At the ZODB level, an unresolved conflict always raises an exception.
Whether such an exception is considered to be "an error" isn't ZODB's
decision -- that's up to the app. My understanding (which may be
wrong) is that Zope tries up to 3 times to perform & commit a given
transaction, suppressing any conflict exceptions for the duration,
before giving up.
> As I understand it, Zope retries when a conflict occurs and usually is able
> to commit both sides of the conflicting transaction.
Right (although note that there may be more than two sides).
> Sometimes Zope cannot commit conflicting transactions--and it is at that
> point that an error occurs.
Right, Zope eventually gives up on a transaction that keeps on raising
> There are supposed to be significant changes in the Zope 2.8.4/ZODB 3.4.2
There are. ZODB 3.3 introduced "multiversion concurrency control"
(MVCC), which eliminates read conflicts in normal operation.
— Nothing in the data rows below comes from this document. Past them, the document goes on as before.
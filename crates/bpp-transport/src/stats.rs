//! # Pipeline Statistics
//!
//! Counters kept by the sender, receiver and trimmer pipelines. All stats
//! serialize to JSON for the node's periodic log lines and exit dump.

use serde::Serialize;

// ─── Sender Stats ────────────────────────────────────────────────────────────

#[derive(Debug, Clone, Default, Serialize)]
pub struct SenderStats {
    /// Packets emitted.
    pub packets_sent: u64,
    /// Encoded bytes emitted, framing included.
    pub bytes_sent: u64,
    /// Content bytes emitted.
    pub payload_bytes: u64,
    /// Chunks carrying layer groups.
    pub vcl_chunks: u64,
    /// Chunks carrying packed parameter sets and other non-VCL units.
    pub non_vcl_chunks: u64,
    /// Empty contents sent for layers with nothing left in a chunk.
    pub placeholders: u64,
    /// NAL units pulled from the source.
    pub nals_consumed: u64,
    /// Layer groups started.
    pub video_units: u64,
}

impl SenderStats {
    pub fn new() -> Self {
        Self::default()
    }

    /// Framing bytes per content byte.
    pub fn overhead_ratio(&self) -> f64 {
        if self.payload_bytes == 0 {
            0.0
        } else {
            (self.bytes_sent - self.payload_bytes) as f64 / self.payload_bytes as f64
        }
    }
}

// ─── Receiver Stats ──────────────────────────────────────────────────────────

#[derive(Debug, Clone, Default, Serialize)]
pub struct ReceiverStats {
    /// Datagrams handed to the receiver.
    pub packets_received: u64,
    pub bytes_received: u64,
    /// Datagrams that failed to decode.
    pub decode_errors: u64,
    /// Packets discarded by the reorder window as duplicates.
    pub duplicates: u64,
    /// Packets that arrived after their slot was released.
    pub late_packets: u64,
    /// Sequencing gaps seen by the reassembler.
    pub missing_events: u64,
    /// NAL units rebuilt intact.
    pub nals_rebuilt: u64,
    /// Layers washed in-network.
    pub nals_washed: u64,
    /// Layers with no data received.
    pub nals_dropped: u64,
    /// Layers with fragments missing or corrupt.
    pub nals_lost: u64,
    /// NAL units handed to the sink.
    pub nals_delivered: u64,
    /// Intact NAL units withheld because a lower layer was missing.
    pub nals_suppressed: u64,
    /// Whole video units that never arrived, inferred from NAL-number gaps.
    pub video_units_lost: u64,
    /// 12-bit NAL number wraparounds.
    pub nal_no_wraps: u64,
}

impl ReceiverStats {
    pub fn new() -> Self {
        Self::default()
    }

    /// Delivered units as a share of units rebuilt.
    pub fn delivery_ratio(&self) -> f64 {
        if self.nals_rebuilt == 0 {
            0.0
        } else {
            self.nals_delivered as f64 / self.nals_rebuilt as f64
        }
    }
}

// ─── Trim Stats ──────────────────────────────────────────────────────────────

#[derive(Debug, Clone, Default, Serialize)]
pub struct TrimStats {
    pub packets_in: u64,
    pub bytes_in: u64,
    /// Packets passed on unchanged.
    pub packets_forwarded: u64,
    /// Packets re-serialized with washed contents.
    pub packets_trimmed: u64,
    /// Packets discarded by a `Drop` command.
    pub packets_dropped: u64,
    pub bytes_out: u64,
    /// Content bytes removed by washing.
    pub bytes_washed: u64,
    pub contents_washed: u64,
    /// Extra passes run with a relaxed threshold.
    pub relaxations: u64,
    pub decode_errors: u64,
    /// One-second budget windows started.
    pub windows: u64,
}

impl TrimStats {
    pub fn new() -> Self {
        Self::default()
    }

    /// Share of incoming bytes removed by washing.
    pub fn wash_ratio(&self) -> f64 {
        if self.bytes_in == 0 {
            0.0
        } else {
            self.bytes_washed as f64 / self.bytes_in as f64
        }
    }
}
> Read-read conflicts no longer generate conflict errors
Not really: under MVCC, there simply aren't any read conflicts.
There may still be write conflicts.
> and the retry mechanism has been reworked at the ZODB level to retry once
> and then raise a POSKEY exception.
Nope, no version of ZODB ever retries a transaction on its own. If an
application (like Zope) wants to retry, it's entirely up to it do so.
> The optimistic locking used by Zope
ZODB's transactional approach is optimistic, precisely because it
_doesn't_ lock objects modified by a transaction. Any number of
transactions are free to modify the same object at the same time -- no
locking mechanism attempts to stop that. If multiple transactions do
modify the same object at the same time, and that object doesn't
implement conflict resolution, then only the first transaction to
commit its changes to that object can succeed.
> can cause problems, particularly when the conflicting method changes external
Yes -- but do note it's not a transactional system then (ZODB can roll
back all changes _it_ makes, so that a failure to commit does no harm
to the database state; external resources that can't "take back"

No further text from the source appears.